Serialization for structured headers. #627

mikewest · 2018-05-23T11:01:20Z

I've started sketching out a feature that intends to deliver a structured header as part of an HTTP request, and I find myself doing a little more hand-waving than I'd like in step 6 of https://mikewest.github.io/sec-metadata/#abstract-opdef-set-the-sec-metadata-header-for-a-request.

The end of https://tools.ietf.org/html/draft-ietf-httpbis-header-structure-04#section-1 suggests that:

Those abstract types can be serialised into textual headers - such as those used in HTTP/1 and HTTP/2 - using the algorithms described in Section 3.

Section 3, however, seems to be the opposite: parsing a string into a Structured Header. I don't actually see a serialization algorithm in the document. Each type hints at how it might be serialized, but it would be nice to have an algorithm to point to.

mikewest · 2018-05-23T11:13:19Z

(For example, can we assume any ordering in the serialization of a dictionary? :) )

mnot · 2018-05-23T23:52:39Z

Makes sense, will do in the next round.

One hitch is that eventually, we want to be able to define alternative serialisations of the header field in new versions of HTTP, so we'll have to be careful in how we do this. Or just admit that there will be some residual hand-waving.

mikewest · 2018-05-24T06:53:35Z

Makes sense, will do in the next round.

Thanks, no rush. :)

One hitch is that eventually, we want to be able to define alternative serialisations of the header field in new versions of HTTP, so we'll have to be careful in how we do this. Or just admit that there will be some residual hand-waving.

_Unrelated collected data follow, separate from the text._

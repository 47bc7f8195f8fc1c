//! Concurrent, capacity-bounded, type-tagged fact store.
//!
//! The [`Registry`] owns a fixed table of [`CAPACITY`] slots behind a single
//! lock. Every read and write goes through that lock, so all mutations are
//! linearized; nothing inside the critical section allocates, logs, or blocks.
//!
//! Global indices are stable for the lifetime of an entry. Type indices are
//! recomputed on every call and are only meaningful for that call: a
//! concurrent writer can shift them between two calls.

use parking_lot::Mutex;
use serde::Serialize;
use tracing::{debug, info, warn};

pub mod entry;
pub mod record;
mod table;

pub use entry::{BoundedStr, Entry, EntryKind, MAX_PATH_LEN};
pub use table::CAPACITY;

use table::SlotTable;

// ---------------------------------------------------------------------------
// Errors and status
// ---------------------------------------------------------------------------

/// Errors produced by registry operations.
#[derive(Debug, Clone, PartialEq, Eq, thiserror::Error)]
pub enum RegistryError {
    /// The registry has not been initialized, or was torn down.
    #[error("registry is not initialized")]
    NotInitialized,

    /// A required field was empty.
    #[error("invalid argument: {0} must not be empty")]
    InvalidArgument(&'static str),

    /// A string field exceeds its fixed bound.
    #[error("{field} is {len} bytes; limit is {max}")]
    TooLong {
        /// Offending field.
        field: &'static str,
        /// Actual length in bytes.
        len: usize,
        /// Maximum accepted length in bytes.
        max: usize,
    },

    /// Every slot is occupied.
    #[error("registry is full ({capacity} entries)")]
    Full {
        /// Table capacity.
        capacity: usize,
    },

    /// Index or type index does not name an occupied slot.
    #[error("no such entry")]
    NotFound,

    /// A data record violated the wire format.
    #[error("parse error: {0}")]
    Parse(String),
}

/// Point-in-time counters, read in one critical section.
#[derive(Debug, Clone, Copy, PartialEq, Eq, Default, Serialize)]
pub struct RegistryStatus {
    /// Whether the registry is initialized.
    pub initialized: bool,
    /// Total occupied slots.
    pub total: usize,
    /// Path mappings.
    pub path_mappings: usize,
    /// Single paths.
    pub single_paths: usize,
    /// Trace targets.
    pub ptrace_targets: usize,
}

impl RegistryStatus {
    /// Count for one kind.
    pub fn count_of(&self, kind: EntryKind) -> usize {
        match kind {
            EntryKind::PathMapping => self.path_mappings,
            EntryKind::SinglePath => self.single_paths,
            EntryKind::PtraceTarget => self.ptrace_targets,
        }
    }
}

// ---------------------------------------------------------------------------
// Registry
// ---------------------------------------------------------------------------

/// The fact store. Construct, [`init`](Self::init), share as `Arc<Registry>`.
pub struct Registry {
    table: Mutex<Option<SlotTable>>,
}

impl std::fmt::Debug for Registry {
    fn fmt(&self, f: &mut std::fmt::Formatter<'_>) -> std::fmt::Result {
        let status = self.status();
        f.debug_struct("Registry")
            .field("initialized", &status.initialized)
            .field("total", &status.total)
            .finish()
    }
}

impl Default for Registry {
    fn default() -> Self {
        Self::new()
    }
}

impl Registry {
    /// Create an uninitialized registry. Every operation fails until [`init`](Self::init).
    pub fn new() -> Self {
        Self {
            table: Mutex::new(None),
        }
    }

    /// Allocate the slot table. Calling this on an initialized registry is a no-op.
    pub fn init(&self) {
        // Allocate outside the lock; a racing init drops ours afterwards.
        let mut fresh = Some(SlotTable::new());
        {
            let mut guard = self.table.lock();
            if guard.is_none() {
                *guard = fresh.take();
            }
        }

        if fresh.is_some() {
            warn!("registry already initialized");
        } else {
            info!(capacity = CAPACITY, "registry initialized");
        }
    }

    /// Zero and release every slot. Afterwards the registry is uninitialized.
    pub fn teardown(&self) {
        let old = {
            let mut guard = self.table.lock();
            if let Some(table) = guard.as_mut() {
                table.clear(None);
            }
            guard.take()
        };

        if old.is_some() {
            info!("registry torn down");
        }
    }

    /// Whether [`init`](Self::init) has run and [`teardown`](Self::teardown) has not.
    pub fn is_initialized(&self) -> bool {
        self.table.lock().is_some()
    }

    fn with_table<R>(&self, f: impl FnOnce(&mut SlotTable) -> R) -> Result<R, RegistryError> {
        let mut guard = self.table.lock();
        let table = guard.as_mut().ok_or(RegistryError::NotInitialized)?;
        Ok(f(table))
    }

    /// Store `entry` in the lowest free slot and return its global index.
    ///
    /// Duplicates are not detected; callers that need idempotence should
    /// `find_*` first.
    ///
    /// # Errors
    ///
    /// [`RegistryError::NotInitialized`] or [`RegistryError::Full`].
    pub fn add(&self, entry: Entry) -> Result<usize, RegistryError> {
        let index = self.with_table(|t| t.insert(entry))??;
        info!(index, kind = %entry.kind(), entry = %entry, "registry entry added");
        Ok(index)
    }

    /// Parse a `MAP:`/`PATH:`/`PTRACE:` record and add it.
    ///
    /// Returns the new global index and the kind that was stored.
    ///
    /// # Errors
    ///
    /// Parse and validation errors from [`record::parse_record`], then the
    /// errors of [`add`](Self::add).
    pub fn add_parsed(&self, line: &str) -> Result<(usize, EntryKind), RegistryError> {
        if !self.is_initialized() {
            return Err(RegistryError::NotInitialized);
        }
        let entry = record::parse_record(line)?;
        self.add(entry).map(|index| (index, entry.kind()))
    }

    /// Copy the entry at `index`.
    ///
    /// # Errors
    ///
    /// [`RegistryError::NotInitialized`] or [`RegistryError::NotFound`].
    pub fn get(&self, index: usize) -> Result<Entry, RegistryError> {
        self.with_table(|t| t.get(index))?
            .ok_or(RegistryError::NotFound)
    }

    /// Free the slot at `index`.
    ///
    /// # Errors
    ///
    /// [`RegistryError::NotFound`] when the slot is free or out of range.
    pub fn remove_by_global_index(&self, index: usize) -> Result<(), RegistryError> {
        let kind = self.with_table(|t| t.remove(index))??;
        info!(index, %kind, "registry entry removed");
        Ok(())
    }

    /// Free the `type_index`-th occupied slot of `kind`, in array order.
    ///
    /// Returns the global index that was freed.
    ///
    /// # Errors
    ///
    /// [`RegistryError::NotFound`] when fewer than `type_index + 1` entries of
    /// `kind` exist.
    pub fn remove_by_type_index(
        &self,
        kind: EntryKind,
        type_index: usize,
    ) -> Result<usize, RegistryError> {
        let index = self.with_table(|t| {
            let index = t
                .nth_of_kind(kind, type_index)
                .ok_or(RegistryError::NotFound)?;
            t.remove(index).map(|_| index)
        })??;
        info!(%kind, type_index, index, "registry entry removed by type index");
        Ok(index)
    }

    /// Find the `type_index`-th occupied slot of `kind` and copy it out.
    ///
    /// # Errors
    ///
    /// [`RegistryError::NotFound`] when out of range.
    pub fn get_by_type_index(
        &self,
        kind: EntryKind,
        type_index: usize,
    ) -> Result<(usize, Entry), RegistryError> {
        self.with_table(|t| {
            t.nth_of_kind(kind, type_index)
                .and_then(|index| t.get(index).map(|e| (index, e)))
        })?
        .ok_or(RegistryError::NotFound)
    }

    /// Global indices of every entry of `kind`, in array order.
    ///
    /// # Errors
    ///
    /// [`RegistryError::NotInitialized`].
    pub fn indices_by_type(&self, kind: EntryKind) -> Result<Vec<usize>, RegistryError> {
        Ok(self
            .entries_of(kind)?
            .into_iter()
            .map(|(index, _)| index)
            .collect())
    }

    /// Copy every occupied slot as `(global_index, entry)`, in array order.
    ///
    /// # Errors
    ///
    /// [`RegistryError::NotInitialized`].
    pub fn entries(&self) -> Result<Vec<(usize, Entry)>, RegistryError> {
        self.collect(None)
    }

    /// Copy every entry of `kind` as `(global_index, entry)`, in array order.
    ///
    /// Position in the returned vector is the entry's type index at the time
    /// of the call.
    ///
    /// # Errors
    ///
    /// [`RegistryError::NotInitialized`].
    pub fn entries_of(&self, kind: EntryKind) -> Result<Vec<(usize, Entry)>, RegistryError> {
        self.collect(Some(kind))
    }

    fn collect(&self, filter: Option<EntryKind>) -> Result<Vec<(usize, Entry)>, RegistryError> {
        // Reserve before locking so the copy never allocates under the lock.
        let mut out = Vec::with_capacity(CAPACITY);
        self.with_table(|t| t.copy_into(&mut out, filter))?;
        Ok(out)
    }

    /// Total occupied slots; 0 when uninitialized.
    pub fn count(&self) -> usize {
        self.with_table(|t| t.total()).unwrap_or(0)
    }

    /// Occupied slots of `kind`; 0 when uninitialized.
    pub fn count_by_type(&self, kind: EntryKind) -> usize {
        self.with_table(|t| t.count_of(kind)).unwrap_or(0)
    }

    /// All counters in one critical section.
    pub fn status(&self) -> RegistryStatus {
        self.with_table(|t| {
            let [path_mappings, single_paths, ptrace_targets] = t.per_kind();
            RegistryStatus {
                initialized: true,
                total: t.total(),
                path_mappings,
                single_paths,
                ptrace_targets,
            }
        })
        .unwrap_or_default()
    }

    /// Remove every entry. Returns how many were removed.
    ///
    /// # Errors
    ///
    /// [`RegistryError::NotInitialized`].
    pub fn clear(&self) -> Result<usize, RegistryError> {
        let freed = self.with_table(|t| t.clear(None))?;
        info!(freed, "registry cleared");
        Ok(freed)
    }

    /// Remove every entry of `kind`. Returns how many were removed.
    ///
    /// # Errors
    ///
    /// [`RegistryError::NotInitialized`].
    pub fn clear_by_type(&self, kind: EntryKind) -> Result<usize, RegistryError> {
        let freed = self.with_table(|t| t.clear(Some(kind)))?;
        info!(%kind, freed, "registry cleared by type");
        Ok(freed)
    }

    /// First path mapping with this owner and source path.
    pub fn find_path_mapping(&self, owner: u32, source: &str) -> Option<usize> {
        let found = self
            .with_table(|t| {
                t.find(|e| {
                    matches!(e, Entry::PathMapping { owner_id, source_path, .. }
                        if *owner_id == owner && *source_path == source)
                })
            })
            .ok()
            .flatten();
        debug!(owner, source, ?found, "find path mapping");
        found
    }

    /// First single path equal to `path`.
    pub fn find_single_path(&self, path: &str) -> Option<usize> {
        self.with_table(|t| t.find(|e| matches!(e, Entry::SinglePath { path: p } if *p == path)))
            .ok()
            .flatten()
    }

    /// First trace target with this owner.
    pub fn find_ptrace_target(&self, owner: u32) -> Option<usize> {
        self.with_table(|t| {
            t.find(|e| matches!(e, Entry::PtraceTarget { owner_id } if *owner_id == owner))
        })
        .ok()
        .flatten()
    }
}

Some level of hand-waving seems fine, though I'd prefer that it be constrained to this document, and not all the documents that wish to define structured headers. If we can end up with a single algorithm, no matter how complicated, that takes a structured header object and outputs a string, I'll be happy to use it!

mnot · 2018-05-24T23:07:11Z

Nod - but the hitch is "outputs a string" -- in that future world, it might be binary...

mikewest · 2018-05-25T11:41:30Z

How about "outputs a thing that might be a string, and might be binary, and might be trinary, or might be anything else I can hand to Fetch's header list set algorithm"? Fetch talks about it in terms of a https://infra.spec.whatwg.org/#byte-sequence. Would that work for you?

reschke · 2018-05-25T13:10:13Z

I love it: "A byte sequence is a sequence of bytes, represented as a space-separated sequence of bytes."

Maybe: "...represented as a space-separated sequence of byte representations"?

reschke · 2018-05-25T13:13:27Z

@mnot - actually, what's in a HTTP/1.1 message should also be better considered a byte sequence, not a string

@mikewest - I would prefer to have SH not to rely on FETCH in any way

mikewest · 2018-05-25T13:22:30Z

I would prefer to have SH not to rely on FETCH in any way

Pedantic nit: Byte sequence isn't defined in Fetch, but in Infra. :)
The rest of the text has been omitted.